Un monde à Parr
Un monde à Parr
On pourrait reprocher au photographe Martin Parr son goût pour l’instant décisif cher à Henri Cartier-Bresson. Dans les photos qu’il retient de ses reportages, chaque être se voit figé dans un mouvement précis constituant comme l’acmé d’une action et ce ballet arrêté vient fournir au cliché sa tension dramatique et son efficacité plastique. Hormis ce souci du drame et de la composition, les deux démarches n’ont pas lieu d’être comparées. Sauf que l’on retrouve Cartier-Bresson parmi les collections de choses glanées dans le monde par Martin Parr. Des photos faites par d’autres. Et d’abord une photographie sociale britannique dont Parr serait le principal collectionneur et de laquelle il a pris son élan photographique en globe-trotter qu’il est pour l’agence Magnum.
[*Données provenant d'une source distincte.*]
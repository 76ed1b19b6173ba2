//! Ollama LLM client (OpenAI-compatible API)

use async_trait::async_trait;
use reqwest::Client;
use serde::{Deserialize, Serialize};
use std::time::Duration;

use crate::infrastructure::config::EngineConfig;
use crate::infrastructure::ports::{
    ChatMessage, LlmError, LlmPort, LlmRequest, LlmResponse, MessageRole, TokenUsage,
};

/// Client for Ollama's OpenAI-compatible API
#[derive(Clone)]
pub struct OllamaClient {
    client: Client,
    base_url: String,
    model: String,
}

impl OllamaClient {
    /// Create a client whose HTTP timeout is `timeout`.
    ///
    /// The engine also bounds each call itself; this only keeps sockets from
    /// lingering after the engine gave up.
    pub fn new(base_url: &str, model: &str, timeout: Duration) -> Self {
        let client = Client::builder()
            .timeout(timeout)
            .build()
            .unwrap_or_else(|_| Client::new());

        Self {
            client,
            base_url: base_url.trim_end_matches('/').to_string(),
            model: model.to_string(),
        }
    }

    pub fn from_config(config: &EngineConfig) -> Self {
        Self::new(
            &config.ollama_base_url,
            &config.ollama_model,
            config.narrative_timeout + Duration::from_secs(5),
        )
    }
}

#[async_trait]
impl LlmPort for OllamaClient {
    async fn generate(&self, request: LlmRequest) -> Result<LlmResponse, LlmError> {
        let api_request = OpenAIChatRequest {
            model: self.model.clone(),
            messages: build_messages(&request),
            temperature: request.temperature,
            max_tokens: request.max_tokens,
            response_format: Some(OpenAIResponseFormat {
                r#type: "json_object".to_string(),
            }),
        };

        let response = self
            .client
            .post(format!("{}/v1/chat/completions", self.base_url))
            .json(&api_request)
            .send()
            .await
            .map_err(|e| LlmError::RequestFailed(e.to_string()))?;

        if !response.status().is_success() {
            let status = response.status();
            let error_text = response
                .text()
                .await
                .map_err(|e| LlmError::RequestFailed(e.to_string()))?;
            return Err(LlmError::RequestFailed(format!("{status}: {error_text}")));
        }

        let api_response: OpenAIChatResponse = response
            .json()
            .await
            .map_err(|e| LlmError::InvalidResponse(e.to_string()))?;

        convert_response(api_response)
    }
}

fn build_messages(request: &LlmRequest) -> Vec<OpenAIMessage> {
    let system = request.system_prompt.as_deref().map(ChatMessage::system);

    system
        .iter()
        .chain(&request.messages)
        .map(|msg| OpenAIMessage {
            role: match msg.role {
                MessageRole::User => "user",
                MessageRole::System => "system",
            }
            .to_string(),
            content: Some(msg.content.clone()),
        })
        .collect()
}

fn convert_response(response: OpenAIChatResponse) -> Result<LlmResponse, LlmError> {
    let choice = response
        .choices
        .into_iter()
        .next()
        .ok_or_else(|| LlmError::InvalidResponse("No choices in LLM response".to_string()))?;

    Ok(LlmResponse {
        content: choice.message.content.unwrap_or_default(),
        usage: response.usage.map(|u| TokenUsage {
            prompt_tokens: u.prompt_tokens,
            completion_tokens: u.completion_tokens,
            total_tokens: u.total_tokens,
        }),
    })
}

// =============================================================================
// OpenAI API types
// =============================================================================

#[derive(Debug, Serialize)]
struct OpenAIChatRequest {
    model: String,
    messages: Vec<OpenAIMessage>,
    #[serde(skip_serializing_if = "Option::is_none")]
    temperature: Option<f32>,
    #[serde(skip_serializing_if = "Option::is_none")]
    max_tokens: Option<u32>,
    #[serde(skip_serializing_if = "Option::is_none")]
    response_format: Option<OpenAIResponseFormat>,
}

#[derive(Debug, Serialize)]
struct OpenAIResponseFormat {
    r#type: String,
}

#[derive(Debug, Default, Serialize, Deserialize)]
struct OpenAIMessage {
    role: String,
    #[serde(skip_serializing_if = "Option::is_none")]
    content: Option<String>,
}

#[derive(Debug, Deserialize)]
struct OpenAIChatResponse {
    choices: Vec<OpenAIChoice>,
    usage: Option<OpenAIUsage>,
}

#[derive(Debug, Deserialize, Default)]
struct OpenAIChoice {
    message: OpenAIMessage,
}

#[derive(Debug, Deserialize)]
struct OpenAIUsage {
    prompt_tokens: u32,
    completion_tokens: u32,
    total_tokens: u32,
}
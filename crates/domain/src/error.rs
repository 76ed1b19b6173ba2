//! Unified error types for the domain layer
//!
//! Domain operations are pure; these errors describe broken invariants and
//! rejected state transitions, never I/O failures.

use thiserror::Error;

/// Unified error type for domain operations
#[derive(Debug, Error, Clone, PartialEq, Eq)]
pub enum DomainError {
    /// Validation failed (e.g., invalid field values)
    #[error("Validation failed: {0}")]
    Validation(String),

    /// Entity not found
    #[error("Entity not found: {entity_type} with id {id}")]
    NotFound {
        entity_type: &'static str,
        id: String,
    },

    /// State transition not allowed
    #[error("Invalid state transition: {0}")]
    InvalidStateTransition(String),
}

impl DomainError {
    /// Creates a validation error for business rule violations.
    ///
    /// # Example
    /// ```ignore
    /// if weakness.trim().is_empty() {
    ///     return Err(DomainError::validation("weakness cannot be empty"));
    /// }
    /// ```
    pub fn validation(msg: impl Into<String>) -> Self {
        Self::Validation(msg.into())
    }

    /// Create a not found error
    pub fn not_found(entity_type: &'static str, id: impl Into<String>) -> Self {
        Self::NotFound {
            entity_type,
            id: id.into(),
        }
    }

    /// Create an invalid state transition error
    pub fn invalid_state_transition(msg: impl Into<String>) -> Self {
        Self::InvalidStateTransition(msg.into())
    }
}

/// Failures of turn-order computation on a session.
#[derive(Debug, Error, Clone, Copy, PartialEq, Eq)]
pub enum TurnOrderError {
    #[error("Game is not active")]
    GameNotActive,
    #[error("Turn order is empty")]
    EmptyTurnOrder,
    #[error("No alive players remain in the turn order")]
    NoAlivePlayers,
}
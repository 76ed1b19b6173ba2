//! External service port traits (narrative collaborator, LLM, notifications).

use async_trait::async_trait;
use powertale_domain::SessionId;

use super::error::{LlmError, NarrativeError};
use super::types::{GameEvent, NarrativeContext, PerkContext};

// =============================================================================
// Narrative collaborator
// =============================================================================

/// The unreliable service that writes the story.
///
/// Output is deliberately untyped: it crosses into the engine only through the
/// narrative response validator.
#[cfg_attr(test, mockall::automock)]
#[async_trait]
pub trait NarrativePort: Send + Sync {
    async fn generate_turn(
        &self,
        context: &NarrativeContext,
    ) -> Result<serde_json::Value, NarrativeError>;

    async fn generate_perk(&self, context: &PerkContext)
        -> Result<serde_json::Value, NarrativeError>;
}

// =============================================================================
// Real-time notifications
// =============================================================================

/// Fire-and-forget delivery; guarantees belong to the channel.
#[cfg_attr(test, mockall::automock)]
#[async_trait]
pub trait NotificationPort: Send + Sync {
    async fn publish(&self, session_id: SessionId, event: GameEvent);
}

// =============================================================================
// LLM Types
// =============================================================================

/// LLM request/response types
#[derive(Debug, Clone)]
pub struct LlmRequest {
    /// The conversation history
    pub messages: Vec<ChatMessage>,
    /// System prompt / context
    pub system_prompt: Option<String>,
    /// Temperature for response generation (0.0 - 2.0)
    pub temperature: Option<f32>,
    /// Maximum tokens to generate
    pub max_tokens: Option<u32>,
}

impl LlmRequest {
    pub fn new(messages: Vec<ChatMessage>) -> Self {
        Self {
            messages,
            system_prompt: None,
            temperature: None,
            max_tokens: None,
        }
    }

    pub fn with_system_prompt(mut self, prompt: impl Into<String>) -> Self {
        self.system_prompt = Some(prompt.into());
        self
    }

    pub fn with_temperature(mut self, temp: f32) -> Self {
        self.temperature = Some(temp);
        self
    }
}

/// A message in the conversation
#[derive(Debug, Clone)]
pub struct ChatMessage {
    pub role: MessageRole,
    pub content: String,
}

impl ChatMessage {
    pub fn user(content: impl Into<String>) -> Self {
        Self {
            role: MessageRole::User,
            content: content.into(),
        }
    }

    pub fn system(content: impl Into<String>) -> Self {
        Self {
            role: MessageRole::System,
            content: content.into(),
        }
    }
}

/// Role of a message sender
#[derive(Debug, Clone, Copy, PartialEq, Eq)]
pub enum MessageRole {
    User,
    System,
}

/// Response from the LLM
#[derive(Debug, Clone)]
pub struct LlmResponse {
    /// The generated text content
    pub content: String,
    /// Token usage
    pub usage: Option<TokenUsage>,
}

/// Token usage information
#[derive(Debug, Clone, Copy)]
pub struct TokenUsage {
    pub prompt_tokens: u32,
    pub completion_tokens: u32,
    pub total_tokens: u32,
}

#[cfg_attr(test, mockall::automock)]
#[async_trait]
pub trait LlmPort: Send + Sync {
    async fn generate(&self, request: LlmRequest) -> Result<LlmResponse, LlmError>;
}
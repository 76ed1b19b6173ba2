//! Tracing subscriber setup for processes embedding the engine.

use tracing_subscriber::{layer::SubscriberExt, util::SubscriberInitExt};

/// Install a global fmt subscriber filtered by `RUST_LOG`, or by `fallback`
/// when `RUST_LOG` is unset.
///
/// Returns `false` when a global subscriber was already installed.
pub fn init_tracing(fallback: &str) -> bool {
    tracing_subscriber::registry()
        .with(
            tracing_subscriber::EnvFilter::try_from_default_env()
                .unwrap_or_else(|_| fallback.into()),
        )
        .with(tracing_subscriber::fmt::layer())
        .try_init()
        .is_ok()
}
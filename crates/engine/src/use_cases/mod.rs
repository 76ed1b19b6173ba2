//! Use cases - User story orchestration.
//!
//! Use cases orchestrate across entity modules to fulfill user stories.

pub mod lifecycle;
pub mod turn;

pub use lifecycle::{EndGame, LifecycleError, LifecycleUseCases, StartGame};
pub use turn::{
    NarrativeResponseValidator, NarrativeValidationError, TurnError, TurnOrchestrator,
    TurnOutcome, TurnResolution, TurnSettings, TurnUseCases, ValidationContext,
};
#[derive(Debug, Clone, PartialEq)]
pub struct TurnResolution {
    pub turn_id: TurnId,
    pub narrative: String,
    pub choices: [Choice; 4],
    /// Updates that were actually applied, level-up included
    pub applied_updates: Vec<StatUpdate>,
    pub sheets: HashMap<CharacterId, PowerSheet>,
    /// `None` when nobody is left alive to take the next turn
    pub next: Option<Advancement>,
}

pub struct TurnUseCases {
    pub submit: Arc<TurnOrchestrator>,
}

impl TurnUseCases {
    pub fn new(submit: Arc<TurnOrchestrator>) -> Self {
        Self { submit }
    }
}

pub struct TurnOrchestrator {
    guard: Arc<PermissionGuard>,
    sequencer: Arc<TurnSequencer>,
    stats: Arc<StatResolutionEngine>,
    characters: Arc<dyn CharacterRepo>,
    turns: Arc<dyn TurnRepo>,
    narrative: Arc<dyn NarrativePort>,
    notifier: Arc<dyn NotificationPort>,
    clock: Arc<dyn ClockPort>,
    locks: Arc<SessionLocks>,
    settings: TurnSettings,
    validator: NarrativeResponseValidator,
}

impl TurnOrchestrator {
    pub fn new(
        guard: Arc<PermissionGuard>,
        sequencer: Arc<TurnSequencer>,
        stats: Arc<StatResolutionEngine>,
        characters: Arc<dyn CharacterRepo>,
        turns: Arc<dyn TurnRepo>,
        narrative: Arc<dyn NarrativePort>,
        notifier: Arc<dyn NotificationPort>,
        clock: Arc<dyn ClockPort>,
        locks: Arc<SessionLocks>,
        settings: TurnSettings,
    ) -> Self {
        Self {
            guard,
            sequencer,
            stats,
            characters,
            turns,
            narrative,
            notifier,
            clock,
            locks,
            settings,
            validator: NarrativeResponseValidator::new(),
        }
    }

    /// Resolve one action submission for the session's active player.
    pub async fn execute(
        &self,
        session_id: SessionId,
        user_id: UserId,
        action: Option<String>,
    ) -> Result<TurnOutcome, TurnError> {
        let _lock = self
            .locks
            .try_acquire(session_id)
            .ok_or(TurnError::TurnInProgress(session_id))?;

        if let Some(discarded) = self
            .sequencer
            .reset_stale_turns(session_id, self.settings.stale_turn_timeout)
            .await?
        {
            tracing::warn!(session_id = %session_id, turn_id = %discarded, "Recovered stale turn");
        }
        if let Some(in_flight) = self.turns.find_in_flight(session_id).await? {
            tracing::info!(
                session_id = %session_id,
                turn_id = %in_flight.id,
                "Submission rejected, turn in progress"
            );
            return Err(TurnError::TurnInProgress(session_id));
        }

        self.guard
            .check(session_id, user_id, can_submit_action)
            .await?
            .enforce()?;

        let turn_index = self.turns.latest_turn_index(session_id).await? + 1;
        let mut turn = Turn::begin(session_id, turn_index, user_id, action, self.clock.now());
        self.turns.save(&turn).await?;

        let result = self.resolve(&mut turn).await;
        if result.is_err() && turn.is_in_flight() {
            if let Err(e) = self.turns.delete(turn.id).await {
                tracing::error!(error = %e, turn_id = %turn.id, "Failed to discard failed turn");
            }
        }
        result
    }

    async fn resolve(&self, turn: &mut Turn) -> Result<TurnOutcome, TurnError> {
        let session_id = turn.session_id;
        turn.mark_resolving()?;
        self.turns.save(turn).await?;

        let characters = self.characters.list_in_session(session_id).await?;
        let context = self.build_context(turn, &characters).await?;
        let validation = ValidationContext::from_characters(&characters);

        let resolved = match self.request_turn(&context, &validation).await? {
            TurnResult::Rejected { reason } => {
                self.turns.delete(turn.id).await?;
                tracing::info!(
                    session_id = %session_id,
                    user_id = %turn.active_player_id,
                    reason = %reason,
                    "Action rejected by narrator"
                );
                self.notifier
                    .publish(
                        session_id,
                        GameEvent::TurnRejected {
                            user_id: turn.active_player_id,
                            reason: reason.clone(),
                        },
                    )
                    .await;
                return Ok(TurnOutcome::Rejected { reason });
            }
            TurnResult::Resolved(resolved) => resolved,
        };

        let ResolvedTurn {
            narrative,
            choices,
            stat_updates,
        } = resolved;

        let mut applied_updates = in_session_updates(stat_updates, &characters, turn.id);
        let mut sheets = self
            .stats
            .process_batch(&applied_updates, session_id, turn.id)
            .await;
        applied_updates.retain(|update| {
            update
                .character_id
                .parse::<CharacterId>()
                .is_ok_and(|id| sheets.contains_key(&id))
        });

        turn.complete(narrative.clone(), self.clock.now())?;
        self.turns.save(turn).await?;

        let active_character = characters
            .iter()
            .find(|c| c.owner_id == turn.active_player_id);
        if let Some(character) = active_character {
            if let Some((update, sheet)) = self.level_up(character, &applied_updates, turn).await {
                sheets.insert(character.id, sheet);
                applied_updates.push(update);
            }
        }

        let next = match self.sequencer.advance(session_id).await {
            Ok(advancement) => Some(advancement),
            Err(SequencerError::NoAlivePlayers) => {
                tracing::warn!(session_id = %session_id, "No alive players remain after turn");
                None
            }
            Err(e) => return Err(e.into()),
        };

        tracing::info!(
            session_id = %session_id,
            turn_id = %turn.id,
            turn_index = turn.turn_index,
            updates = applied_updates.len(),
            "Turn resolved"
        );
        self.notifier
            .publish(
                session_id,
                GameEvent::TurnResolved {
                    turn_id: turn.id,
                    narrative: narrative.clone(),
                    choices: choices.to_vec(),
                    applied_updates: applied_updates.clone(),
                },
            )
            .await;

        Ok(TurnOutcome::Resolved(TurnResolution {
            turn_id: turn.id,
            narrative,
            choices,
            applied_updates,
            sheets,
            next,
        }))
    }

    async fn build_context(
        &self,
        turn: &Turn,
        characters: &[Character],
    ) -> Result<NarrativeContext, TurnError> {
        let recent_events = self
            .turns
            .list_recent_completed(turn.session_id, self.settings.recent_event_limit)
            .await?
            .iter()
            .filter_map(EventLogEntry::from_turn)
            .collect();

        Ok(NarrativeContext {
            session_id: turn.session_id,
            turn_index: turn.turn_index,
            active_player_id: turn.active_player_id,
            active_character_id: characters
                .iter()
                .find(|c| c.owner_id == turn.active_player_id)
                .map(|c| c.id),
            characters: characters.iter().map(CharacterBrief::from).collect(),
            recent_events,
            action: turn.action.clone(),
        })
    }

    /// Ask for a turn until it validates or the retry policy gives up.
    async fn request_turn(
        &self,
        context: &NarrativeContext,
        validation: &ValidationContext,
    ) -> Result<TurnResult, TurnError> {
        let policy = &self.settings.retry;
        let mut attempt = 0;
        loop {
            attempt += 1;
            match self.attempt_turn(context, validation).await {
                Ok(result) => return Ok(result),
                Err(e) if policy.should_retry(attempt) => {
                    let delay = policy.delay_for(attempt);
                    tracing::warn!(
                        session_id = %context.session_id,
                        attempt,
                        delay_ms = delay.as_millis() as u64,
                        error = %e,
                        "Narrative attempt failed, retrying"
                    );
                    tokio::time::sleep(delay).await;
                }
                Err(e) => {
                    tracing::error!(
                        session_id = %context.session_id,
                        attempt,
                        error = %e,
                        "Narrative attempts exhausted"
                    );
                    return Err(TurnError::CollaboratorExhausted {
                        attempts: attempt,
                        last_error: e.to_string(),
                    });
                }
            }
        }
    }

    async fn attempt_turn(
        &self,
        context: &NarrativeContext,
        validation: &ValidationContext,
    ) -> Result<TurnResult, AttemptError> {
        let timeout = self.settings.narrative_timeout;
        let raw = tokio::time::timeout(timeout, self.narrative.generate_turn(context))
            .await
            .map_err(|_| NarrativeError::Timeout(timeout))??;
        Ok(self.validator.validate(&raw, validation)?)
    }

    /// Level the active character up when its action count calls for it.
    ///
    /// Skipped when the batch already set that character's level. Any failure
    /// here is logged and leaves the turn intact.
    async fn level_up(
        &self,
        character: &Character,
        applied: &[StatUpdate],
        turn: &Turn,
    ) -> Option<(StatUpdate, PowerSheet)> {
        let explicit_level = applied.iter().any(|u| {
            u.changes.level.is_some()
                && u.character_id.trim().parse::<CharacterId>().ok() == Some(character.id)
        });
        if explicit_level {
            return None;
        }

        match self.stats.should_level_up(character.id).await {
            Ok(true) => {}
            Ok(false) => return None,
            Err(e) => {
                tracing::warn!(error = %e, character_id = %character.id, "Level-up check failed");
                return None;
            }
        }

        let current = match self.characters.get(character.id).await {
            Ok(Some(current)) if current.is_alive() => current,
            Ok(_) => return None,
            Err(e) => {
                tracing::warn!(error = %e, character_id = %character.id, "Level-up load failed");
                return None;
            }
        };
        let new_level = current.sheet.level.saturating_add(1);
        let context = PerkContext {
            session_id: turn.session_id,
            character: CharacterBrief::from(&current),
            new_level,
        };

        let timeout = self.settings.narrative_timeout;
        let perk = match tokio::time::timeout(timeout, self.narrative.generate_perk(&context)).await {
            Ok(Ok(raw)) => match self.validator.validate_perk(&raw) {
                Ok(perk) => perk,
                Err(e) => {
                    tracing::warn!(error = %e, character_id = %character.id, "Generated perk rejected");
                    return None;
                }
            },
            Ok(Err(e)) => {
                tracing::warn!(error = %e, character_id = %character.id, "Perk generation failed");
                return None;
            }
            Err(_) => {
                tracing::warn!(character_id = %character.id, "Perk generation timed out");
                return None;
            }
        };

        let mut unlocked = perk.clone();
        unlocked.unlocked_at_level = Some(new_level);
        match self
            .stats
            .apply_level_up(character.id, perk, turn.session_id, turn.id)
            .await
        {
            Ok(sheet) => {
                tracing::info!(character_id = %character.id, level = sheet.level, "Character leveled up");
                let update = StatUpdate::new(
                    character.id.to_string(),
                    StatChanges::default().with_level(sheet.level).with_perk(unlocked),
                );
                Some((update, sheet))
            }
            Err(e) => {
                tracing::warn!(error = %e, character_id = %character.id, "Level-up apply failed");
                None
            }
        }
    }
}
Au Jeu de Paume, le souci politique de Parr se fait manifeste. Les catégories ne se mêlent pas mais s’enchaînent en un parcours rythmé qui fait de tous les items montrés des prélèvements d’un monde caractérisé par ses luttes (de classe ou de civilisation) et par ses enjeux de pouvoir. Dans les vitrines, les productions populaires se répondent : des chocolats Spice Girls tentent de neutraliser le dialogue entre les montres irakiennes Saddam Hussein et le papier toilette américain à l’effigie de Ben Laden. Ces cas d’espèce, vite obsolètes, semblent à leur tour pétrifiés dans la frénésie de tous les dits instants décisifs. Plus loin dans l’exposition, des murs d’affiches et d’assiettes de porcelaine produites à l’occasion de luttes des mineurs britanniques pour leur survie économique, viennent séparer les salles où Parr expose son propre travail. Des photos du luxe international et des milieux populaires anglais avec toujours cette façon caractéristique de spectaculariser l’ordinaire.